Published online by Cambridge University Press: 28 March 2008
Historiography of the seventeenth century reflected many of the patterns of historical writing developed during the earlier age of discovery and conquest. The principal historians of the sixteenth century worked with fundamental models of historical expression that survived well into the seventeenth and eighteenth centuries. We see a continuation of the crónica mayor, religious historiography that dealt with the history of religious orders and the spiritual life of the colony, various forms of testimonial literature, works that are primarily descriptive of New World geography, and other narrative modalities that were commonly employed during the era, such as the relación and learned commentaries. Yet there were significant developments within these well-defined norms – creative endeavors that have recently interested literary scholars – to communicate a more imaginative interpretation of those events and processes that led to the expansion and stabilization of the colonies.
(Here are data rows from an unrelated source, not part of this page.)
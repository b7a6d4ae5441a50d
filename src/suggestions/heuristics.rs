//! # Suggestion Heuristics
//!
//! Keyword extraction, task-category inference, duration normalization and
//! draft amounts. All functions are pure.

use crate::models::{ActivityType, TaskCategory};

/// Words ignored when extracting keywords
pub const STOP_WORDS: &[&str] = &[
    "the", "a", "an", "and", "or", "but", "in", "on", "at", "to", "for", "of", "with", "by",
];

/// Ordered category table; the first row with a keyword present in the text wins
pub const CATEGORY_KEYWORDS: &[(TaskCategory, &[&str])] = &[
    (
        TaskCategory::Research,
        &["research", "review", "analysis", "investigate"],
    ),
    (
        TaskCategory::Communication,
        &["email", "call", "meeting", "discussion", "correspondence"],
    ),
    (
        TaskCategory::Drafting,
        &["draft", "prepare", "write", "document", "memo"],
    ),
    (TaskCategory::Court, &["court", "hearing", "trial", "filing"]),
    (
        TaskCategory::ClientConference,
        &["client", "conference", "consultation"],
    ),
    (
        TaskCategory::Administrative,
        &["admin", "file", "organize", "schedule"],
    ),
];

pub const EMAIL_MINUTES: (i32, i32) = (5, 30);
pub const EMAIL_DEFAULT_MINUTES: i32 = 15;
pub const DOCUMENT_MINUTES: (i32, i32) = (15, 60);
pub const DOCUMENT_DEFAULT_MINUTES: i32 = 30;
pub const MEETING_INCREMENT_MINUTES: i32 = 15;

/// Lower-cased `subject description`, the text every heuristic reads
pub fn search_text(subject: Option<&str>, description: Option<&str>) -> String {
    format!(
        "{} {}",
        subject.unwrap_or_default(),
        description.unwrap_or_default()
    )
    .to_lowercase()
}

/// Whitespace tokens longer than three characters that are not stop words.
///
/// Repeated tokens are kept once, in first-seen order, so a word repeated in
/// the subject does not multiply its score.
pub fn extract_keywords(text: &str) -> Vec<String> {
    let mut keywords: Vec<String> = Vec::new();
    for token in text.to_lowercase().split_whitespace() {
        if token.chars().count() <= 3 || STOP_WORDS.contains(&token) {
            continue;
        }
        if !keywords.iter().any(|k| k == token) {
            keywords.push(token.to_string());
        }
    }
    keywords
}

pub fn categorize(text: &str) -> TaskCategory {
    let text = text.to_lowercase();
    CATEGORY_KEYWORDS
        .iter()
        .find(|(_, keywords)| keywords.iter().any(|k| text.contains(k)))
        .map(|(category, _)| *category)
        .unwrap_or(TaskCategory::General)
}

/// Billable minutes for an activity; always positive
pub fn normalize_duration(activity_type: ActivityType, raw_minutes: Option<i32>) -> i32 {
    let raw = raw_minutes.filter(|m| *m > 0);
    match activity_type {
        ActivityType::Email => raw
            .map(|m| m.clamp(EMAIL_MINUTES.0, EMAIL_MINUTES.1))
            .unwrap_or(EMAIL_DEFAULT_MINUTES),
        ActivityType::Document => raw
            .map(|m| m.clamp(DOCUMENT_MINUTES.0, DOCUMENT_MINUTES.1))
            .unwrap_or(DOCUMENT_DEFAULT_MINUTES),
        ActivityType::Meeting => {
            let rounded = round_to_increment(raw.unwrap_or(0), MEETING_INCREMENT_MINUTES);
            if rounded == 0 {
                MEETING_INCREMENT_MINUTES
            } else {
                rounded
            }
        }
    }
}

/// Nearest multiple of `increment`, halves rounding up
fn round_to_increment(minutes: i32, increment: i32) -> i32 {
    ((minutes + increment / 2) / increment) * increment
}

/// `minutes / 60 * rate`, in cents, rounded half up
pub fn amount_cents(duration_minutes: i32, hourly_rate_cents: i64) -> i64 {
    if duration_minutes <= 0 || hourly_rate_cents <= 0 {
        return 0;
    }
    (i64::from(duration_minutes) * hourly_rate_cents + 30) / 60
}
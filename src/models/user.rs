//! User entity model
//!
//! Users are provisioned by the authentication collaborator. The pipeline only
//! reads them: the periodic sync trigger fans out over `is_active` users.

use sea_orm::ActiveModelBehavior;
use sea_orm::entity::prelude::*;
use sea_orm::prelude::DateTimeWithTimeZone;
use uuid::Uuid;

#[derive(Clone, Debug, PartialEq, Eq, DeriveEntityModel)]
#[sea_orm(table_name = "users")]
pub struct Model {
    #[sea_orm(primary_key, auto_increment = false)]
    pub id: Uuid,

    #[sea_orm(unique)]
    pub email: String,

    pub display_name: Option<String>,

    /// Inactive users are skipped by the periodic trigger
    pub is_active: bool,

    pub created_at: DateTimeWithTimeZone,

    pub updated_at: DateTimeWithTimeZone,
}

#[derive(Copy, Clone, Debug, EnumIter, DeriveRelation)]
pub enum Relation {
    #[sea_orm(has_many = "super::credential::Entity")]
    Credential,
    #[sea_orm(has_many = "super::raw_activity::Entity")]
    RawActivity,
}

impl Related<super::credential::Entity> for Entity {
    fn to() -> RelationDef {
        Relation::Credential.def()
    }
}

impl Related<super::raw_activity::Entity> for Entity {
    fn to() -> RelationDef {
        Relation::RawActivity.def()
    }
}

impl ActiveModelBehavior for ActiveModel {}
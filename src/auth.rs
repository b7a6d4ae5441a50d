//! # Authentication
//!
//! Operator bearer authentication for protected endpoints and the `X-User-Id`
//! header that carries the user resolved by the upstream auth collaborator.

use std::sync::Arc;

use axum::{
    extract::{FromRef, FromRequestParts, Request, State},
    http::{HeaderMap, header::AUTHORIZATION, request::Parts},
    middleware::Next,
    response::Response,
};
use serde::{Deserialize, Serialize};
use subtle::ConstantTimeEq;
use utoipa::IntoParams;
use uuid::Uuid;

use crate::config::AppConfig;
use crate::error::{ApiError, unauthorized, unauthorized_with_trace_id, validation_error};
use crate::server::AppState;
use crate::telemetry::TraceContext;

/// Header naming the user a request acts for
pub const USER_ID_HEADER: &str = "X-User-Id";

/// Marker type for authenticated operator requests
#[derive(Debug, Clone, Copy, PartialEq, Eq)]
pub struct OperatorAuth;

/// User the request acts for, parsed from `X-User-Id`
#[derive(Debug, Clone, Copy, PartialEq, Eq)]
pub struct UserId(pub Uuid);

impl FromRef<AppState> for Arc<AppConfig> {
    fn from_ref(app_state: &AppState) -> Self {
        Arc::clone(&app_state.config)
    }
}

/// Rejects requests without a configured operator bearer token
pub async fn auth_middleware(
    State(config): State<Arc<AppConfig>>,
    mut request: Request,
    next: Next,
) -> Result<Response, ApiError> {
    let trace_id = request
        .extensions()
        .get::<TraceContext>()
        .map(|ctx| ctx.trace_id.clone());

    let token = extract_bearer_token(request.headers()).map_err(|message| match &trace_id {
        Some(trace_id) => unauthorized_with_trace_id(Some(message), trace_id.clone()),
        None => unauthorized(Some(message)),
    })?;
    validate_token(&config, token)?;

    request.extensions_mut().insert(OperatorAuth);
    Ok(next.run(request).await)
}

fn extract_bearer_token(headers: &HeaderMap) -> Result<&str, &'static str> {
    headers
        .get(AUTHORIZATION)
        .ok_or("Missing Authorization header")?
        .to_str()
        .map_err(|_| "Invalid Authorization header")?
        .strip_prefix("Bearer ")
        .ok_or("Authorization header must use Bearer scheme")
}

fn validate_token(config: &AppConfig, token: &str) -> Result<(), ApiError> {
    let is_valid = config
        .operator_tokens
        .iter()
        .any(|configured| ConstantTimeEq::ct_eq(token.as_bytes(), configured.as_bytes()).into());

    if is_valid {
        Ok(())
    } else {
        Err(unauthorized(Some("Invalid bearer token")))
    }
}

fn parse_user_id(headers: &HeaderMap) -> Result<UserId, ApiError> {
    let value = headers
        .get(USER_ID_HEADER)
        .ok_or_else(|| {
            validation_error("Missing required header").with_details(
                serde_json::json!({ USER_ID_HEADER: "Required header is missing" }),
            )
        })?
        .to_str()
        .map_err(|_| {
            validation_error("Invalid user header").with_details(
                serde_json::json!({ USER_ID_HEADER: "Header must be valid UTF-8" }),
            )
        })?;

    value.trim().parse::<Uuid>().map(UserId).map_err(|_| {
        validation_error("Invalid user ID")
            .with_details(serde_json::json!({ USER_ID_HEADER: "Must be a valid UUID" }))
    })
}

/// OpenAPI header parameter for X-User-Id
#[derive(Debug, Serialize, Deserialize, IntoParams, utoipa::ToSchema)]
#[into_params(parameter_in = Header)]
pub struct UserHeader {
    /// User the request acts for (UUID)
    #[serde(rename = "X-User-Id")]
    #[param(rename = "X-User-Id", value_type = String)]
    pub user_id: String,
}

impl<S> FromRequestParts<S> for UserId
where
    S: Send + Sync,
{
    type Rejection = ApiError;

    async fn from_request_parts(parts: &mut Parts, _state: &S) -> Result<Self, Self::Rejection> {
        parse_user_id(&parts.headers)
    }
}

impl<S> FromRequestParts<S> for OperatorAuth
where
    S: Send + Sync,
{
    type Rejection = ApiError;

    async fn from_request_parts(parts: &mut Parts, _state: &S) -> Result<Self, Self::Rejection> {
        parts
            .extensions
            .get::<OperatorAuth>()
            .copied()
            .ok_or_else(|| unauthorized(Some("Operator authentication required")))
    }
}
Though somewhat guided by functional models written in the sixteenth century, historical writing of the late colonial period became more complex and varied in style and structure.
Chroniclers of the Indies
A curious irony surrounds the role of cronista mayor during much of the seventeenth century. According to some indications, these historians were the most capable of any group of producing comprehensive studies of New World history. Those fulfilling this role had the greatest authority and prestige of any kind of historian in the late colonial period. They possessed the legal charge to petition, read, and censor the work of other historians writing about the American Conquest and settlement.